The caliber is smaller than the existing 88, but bigger than the 75, has lower propellant usage than the 75 long, but greater shell mass. Effectively though with the existing barrel design all they would need is a redesign of the recoil system to get it to fit in a turret rather than having to start designed a gun from the ground up. They did the same with the 75mm L70 for the historical Panther, it was based on an existing Krupp FLAK gun, which they had to lengthen to improve the AP value at long ranges, while also modifying it to fit in existing turrets. They didn't have to start from scratch, they had the ground work done, so it was a modification job. That is why I'm suggesting using the existing Czech gun, plus they have ammo production already going.
Ok that makes sense. The point I'm trying to make is that I believe there should have been more emphasis put on the performance of HE shells for tank guns. There seems to be lots of info about their AT performance but realitively little about the actual effects of their HE shells.
 

Deleted member 1487

Ok that makes sense. The point I'm trying to make is that I believe there should have been more emphasis put on the performance of HE shells for tank guns.
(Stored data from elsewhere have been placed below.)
//! Case-insensitive substring search over the document index.
//!
//! Matching is deliberately simple: a document hits when the query
//! appears in its name or its content. No stemming, no ranking beyond
//! name order. Content hits carry a short context snippet around the
//! first occurrence.

use serde::{Deserialize, Serialize};

use crate::index::FileIndex;

/// Characters of context kept on each side of a content match.
pub const SNIPPET_RADIUS: usize = 60;

/// Marker appended where a snippet was cut out of longer content.
const SNIPPET_ELLIPSIS: char = '\u{2026}';

/// A single search result.
#[derive(Debug, Clone, PartialEq, Eq, Serialize, Deserialize)]
pub struct SearchHit {
    pub path: String,
    pub name: String,
    pub ext: String,
    /// Context around the first content match, empty for name-only hits
    pub snippet: String,
}

/// Runs a substring query against every indexed document.
///
/// The query is trimmed and compared case-insensitively; an empty or
/// whitespace-only query matches nothing. Each matching document
/// appears exactly once, sorted like [`FileIndex::list`].
pub fn search(index: &FileIndex, query: &str) -> Vec<SearchHit> {
    let needle = query.to_lowercase().trim().to_string();
    if needle.is_empty() {
        return Vec::new();
    }

    let mut hits: Vec<SearchHit> = Vec::new();
    for (path, entry) in index.entries() {
        let name_match = entry.name.to_lowercase().contains(&needle);
        let snippet = content_snippet(&entry.content, &needle);

        if name_match || snippet.is_some() {
            hits.push(SearchHit {
                path: path.clone(),
                name: entry.name.clone(),
                ext: entry.ext.clone(),
                snippet: snippet.unwrap_or_default(),
            });
        }
    }

    hits.sort_by_cached_key(|hit| (hit.name.to_lowercase(), hit.path.clone()));
    hits
}

/// Extracts a context window around the first occurrence of the
/// needle, or `None` when the content does not match.
///
/// The window spans [`SNIPPET_RADIUS`] characters on each side of the
/// match, clamped to the content. Newlines collapse to spaces and a
/// `…` marks each truncated edge.
fn content_snippet(content: &str, needle: &str) -> Option<String> {
    let match_start = first_match_char_index(content, needle)?;
    let needle_chars = needle.chars().count();
    let total_chars = content.chars().count();

    let start = match_start.saturating_sub(SNIPPET_RADIUS);
    let end = (match_start + needle_chars + SNIPPET_RADIUS).min(total_chars);

    let window: String = content.chars().skip(start).take(end - start).collect();
    let mut snippet = window.replace('\n', " ").trim().to_string();

    if start > 0 {
        snippet.insert(0, SNIPPET_ELLIPSIS);
    }
    if end < total_chars {
        snippet.push(SNIPPET_ELLIPSIS);
    }
    Some(snippet)
}

/// Character index of the first case-insensitive occurrence of the
/// needle, which must already be lowercase.
fn first_match_char_index(content: &str, needle: &str) -> Option<usize> {
    let lower = content.to_lowercase();
    let byte_index = lower.find(needle)?;
    Some(lower[..byte_index].chars().count())
}

/// Escapes text for HTML and wraps case-insensitive occurrences of
/// the query in `<mark>` tags.
///
/// The text is escaped before matching, so markup already present in
/// a document is neutralized and only the inserted tags survive.
pub fn highlight(text: &str, query: &str) -> String {
    let escaped = escape_html(text);
    let query = query.trim();
    if query.is_empty() {
        return escaped;
    }

    let escaped_query = escape_html(query);
    let pattern = format!("(?i){}", regex::escape(&escaped_query));
    match regex::Regex::new(&pattern) {
        Ok(re) => re
            .replace_all(&escaped, |caps: &regex::Captures<'_>| {
                format!("<mark>{}</mark>", &caps[0])
            })
            .into_owned(),
        Err(e) => {
            tracing::debug!(error = %e, "highlight pattern rejected, returning escaped text");
            escaped
        }
    }
}

fn escape_html(text: &str) -> String {
    let mut out = String::with_capacity(text.len());
    for c in text.chars() {
        match c {
            '&' => out.push_str("&amp;"),
            '<' => out.push_str("&lt;"),
            '>' => out.push_str("&gt;"),
            '"' => out.push_str("&quot;"),
            '\'' => out.push_str("&#39;"),
            _ => out.push(c),
        }
    }
    out
}

#[cfg(test)]
mod tests {
    use std::fs;

    use tempfile::TempDir;

    use super::*;
    use crate::index::FileIndex;
    use crate::sandbox::PathGuard;

    fn index_with(docs: &[(&str, &str)]) -> (TempDir, FileIndex) {
        let temp = TempDir::new().unwrap();
        let root = temp.path().canonicalize().unwrap();
        let mut index = FileIndex::new(PathGuard::new(&root));
        for (name, content) in docs {
            let path = root.join(name);
            fs::write(&path, content).unwrap();
            index.upsert(&path);
        }
        (temp, index)
    }

    #[test]
    fn test_empty_query_matches_nothing() {
        let (_temp, index) = index_with(&[("a.md", "anything")]);
        assert!(search(&index, "").is_empty());
        assert!(search(&index, "   ").is_empty());
    }

    #[test]
    fn test_match_by_name_or_content() {
        let (_temp, index) = index_with(&[
            ("deploy.md", "ship it"),
            ("notes.md", "remember to deploy on friday"),
            ("todo.md", "buy milk"),
        ]);

        let hits = search(&index, "deploy");
        let paths: Vec<_> = hits.iter().map(|h| h.path.as_str()).collect();
        assert_eq!(paths, vec!["deploy.md", "notes.md"]);
    }

    #[test]
    fn test_matching_is_case_insensitive() {
        let (_temp, index) = index_with(&[("Setup.md", "Install the THING first")]);
        assert_eq!(search(&index, "setup").len(), 1);
        assert_eq!(search(&index, "thing").len(), 1);
        assert_eq!(search(&index, "InStAlL").len(), 1);
    }

    #[test]
    fn test_document_matching_both_ways_appears_once() {
        let (_temp, index) = index_with(&[("guide.md", "the guide to guides")]);
        let hits = search(&index, "guide");
        assert_eq!(hits.len(), 1);
        assert!(!hits[0].snippet.is_empty());
    }

    #[test]
    fn test_name_only_match_has_empty_snippet() {
        let (_temp, index) = index_with(&[("roadmap.md", "future plans")]);
        let hits = search(&index, "roadmap");
        assert_eq!(hits.len(), 1);
        assert_eq!(hits[0].snippet, "");
    }

    #[test]
    fn test_snippet_without_truncation_has_no_ellipsis() {
        let (_temp, index) = index_with(&[("a.md", "short needle here")]);
        let hits = search(&index, "needle");
        assert_eq!(hits[0].snippet, "short needle here");
    }

    #[test]
    fn test_snippet_is_windowed_with_ellipsis() {
        let prefix = "x".repeat(100);
        let suffix = "y".repeat(100);
        let content = format!("{prefix} needle {suffix}");
        let (_temp, index) = index_with(&[("a.md", content.as_str())]);

        let hits = search(&index, "needle");
        let snippet = &hits[0].snippet;
        assert!(snippet.starts_with('…'));
        assert!(snippet.ends_with('…'));
        assert!(snippet.contains("needle"));
        // 60 chars of context on each side plus the match and markers
        let expected_max = 60 + "needle".chars().count() + 60 + 2;
        assert!(snippet.chars().count() <= expected_max);
    }

    #[test]
    fn test_snippet_match_inside_leading_window_keeps_start() {
        let content = format!("needle {}", "z".repeat(200));
        let (_temp, index) = index_with(&[("a.md", content.as_str())]);

        let snippet = &search(&index, "needle")[0].snippet;
        assert!(snippet.starts_with("needle"));
        assert!(snippet.ends_with('…'));
    }

    #[test]
    fn test_snippet_collapses_newlines() {
        let content = format!("{}\nfirst needle line\nsecond line\n{}", "a".repeat(80), "b".repeat(80));
        let (_temp, index) = index_with(&[("a.md", content.as_str())]);

        let snippet = &search(&index, "needle")[0].snippet;
        assert!(!snippet.contains('\n'));
        assert!(snippet.contains("first needle line second line"));
    }

    #[test]
    fn test_snippet_counts_characters_not_bytes() {
        // multibyte content near the match must not split a character
        let content = format!("{}needle{}", "é".repeat(80), "分".repeat(80));
        let (_temp, index) = index_with(&[("a.md", content.as_str())]);

        let snippet = &search(&index, "needle")[0].snippet;
        assert!(snippet.contains("needle"));
        assert!(snippet.starts_with('…'));
        assert!(snippet.ends_with('…'));
    }

    #[test]
    fn test_snippet_uses_first_occurrence_only() {
        let content = format!("first needle {} second needle", "m".repeat(300));
        let (_temp, index) = index_with(&[("a.md", content.as_str())]);

        let snippet = &search(&index, "needle")[0].snippet;
        assert!(snippet.starts_with("first needle"));
        assert!(!snippet.contains("second"));
    }

    #[test]
    fn test_results_sorted_by_name_then_path() {
        let (_temp, index) = index_with(&[
            ("Banana.md", "fruit"),
            ("apple.md", "fruit"),
            ("cherry.md", "fruit"),
        ]);
        let names: Vec<_> = search(&index, "fruit").into_iter().map(|h| h.name).collect();
        assert_eq!(names, vec!["apple.md", "Banana.md", "cherry.md"]);
    }

    #[test]
    fn test_highlight_wraps_matches() {
        assert_eq!(
            highlight("deploy the Deployment", "deploy"),
            "<mark>deploy</mark> the <mark>Deploy</mark>ment"
        );
    }

    #[test]
    fn test_highlight_escapes_document_markup() {
        let out = highlight("<b>bold</b> move", "bold");
        assert_eq!(out, "&lt;b&gt;<mark>bold</mark>&lt;/b&gt; move");
    }

    #[test]
    fn test_highlight_matches_markup_queries() {
        let out = highlight("use <em>tags</em> sparingly", "<em>");
        assert_eq!(out, "use <mark>&lt;em&gt;</mark>tags&lt;/em&gt; sparingly");
    }

    #[test]
    fn test_highlight_empty_query_only_escapes() {
        assert_eq!(highlight("a & b", ""), "a &amp; b");
    }

    #[test]
    fn test_search_hit_wire_shape() {
        let hit = SearchHit {
            path: "a.md".into(),
            name: "a.md".into(),
            ext: "md".into(),
            snippet: "…ctx…".into(),
        };
        let json = serde_json::to_value(&hit).unwrap();
        assert_eq!(json["snippet"], "…ctx…");
    }
}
There seems to be lots of info about their AT performance but realitively little about the actual effects of their HE shells.
The Panther HE was pretty garbage and it was really high velocity, so the HE effect didn't work well on the receiving end.
 
The Panther HE was pretty garbage and it was really high velocity, so the HE effect didn't work well on the receiving end.
And to rehash a topic from a prior thread I've never seen a good explanation as to why there wasn't a greater use of lower velocity HE shells with better fragmentation effects in World War Two.
 

Deleted member 1487

Meanwhile the M4 Shermans gun is doing a great job
Much lower velocity weapon. The HE had a chance to work properly.
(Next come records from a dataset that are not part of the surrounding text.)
//! Core building blocks for FastDoc: a sandboxed, watched directory of
//! markdown and HTML documents with an in-memory search index.

// Document state
pub mod index;
pub mod sandbox;
pub mod search;
pub mod store;

// Filesystem observation
pub mod watch;

// Build metadata
pub mod version;

/// Commonly used types, importable in one line.
pub mod prelude {
    pub use crate::index::{DocMeta, FileIndex, IndexEntry, SharedIndex};
    pub use crate::sandbox::PathGuard;
    pub use crate::search::SearchHit;
    pub use crate::store::{DocumentStore, StoreError, StoredDoc};
    pub use crate::watch::{WatchBridge, WatchEvent, WatchKind, WatchSource};
}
If you are referring to the 75mm gun I suspect that was because it was based on a field artillery piece ?
Yes, French WW1 75mm field gun.

And to rehash a topic from a prior thread I've never seen a good explanation as to why there wasn't a greater use of lower velocity HE shells with better fragmentation effects in World War Two.
Because they had to fight enemy tanks? What's your criteria? The Germans used 105mm and 150mm howitzers in their Assault guns, the Soviets 122mm and 152mm as well. The Germans even had a 380mm rocket gun!:
https://en.wikipedia.org/wiki/Sturmtiger

By the end of the war the Brits developed HESH:
https://en.wikipedia.org/wiki/High-explosive_squash_head#History
 
Because they had to fight enemy tanks? What's your criteria? The Germans used 105mm and 150mm howitzers in their Assault guns, the Soviets 122mm and 152mm as well. The Germans even had a 380mm rocket gun!:
https://en.wikipedia.org/wiki/Sturmtiger

By the end of the war the Brits developed HESH:
https://en.wikipedia.org/wiki/High-explosive_squash_head#History

Why not have a high velocity gun that can fire an effective high velocity AP round as well as an effective low to medium velocity HE shell ?
 

Deleted member 1487

Why not have a high velocity gun that can fire an effective high velocity AP round as well as an effective low to medium velocity HE shell ?
At 70 caliber lengths that's not possible. At 50-58 it is. Hence my idea for the 8.35cm gun.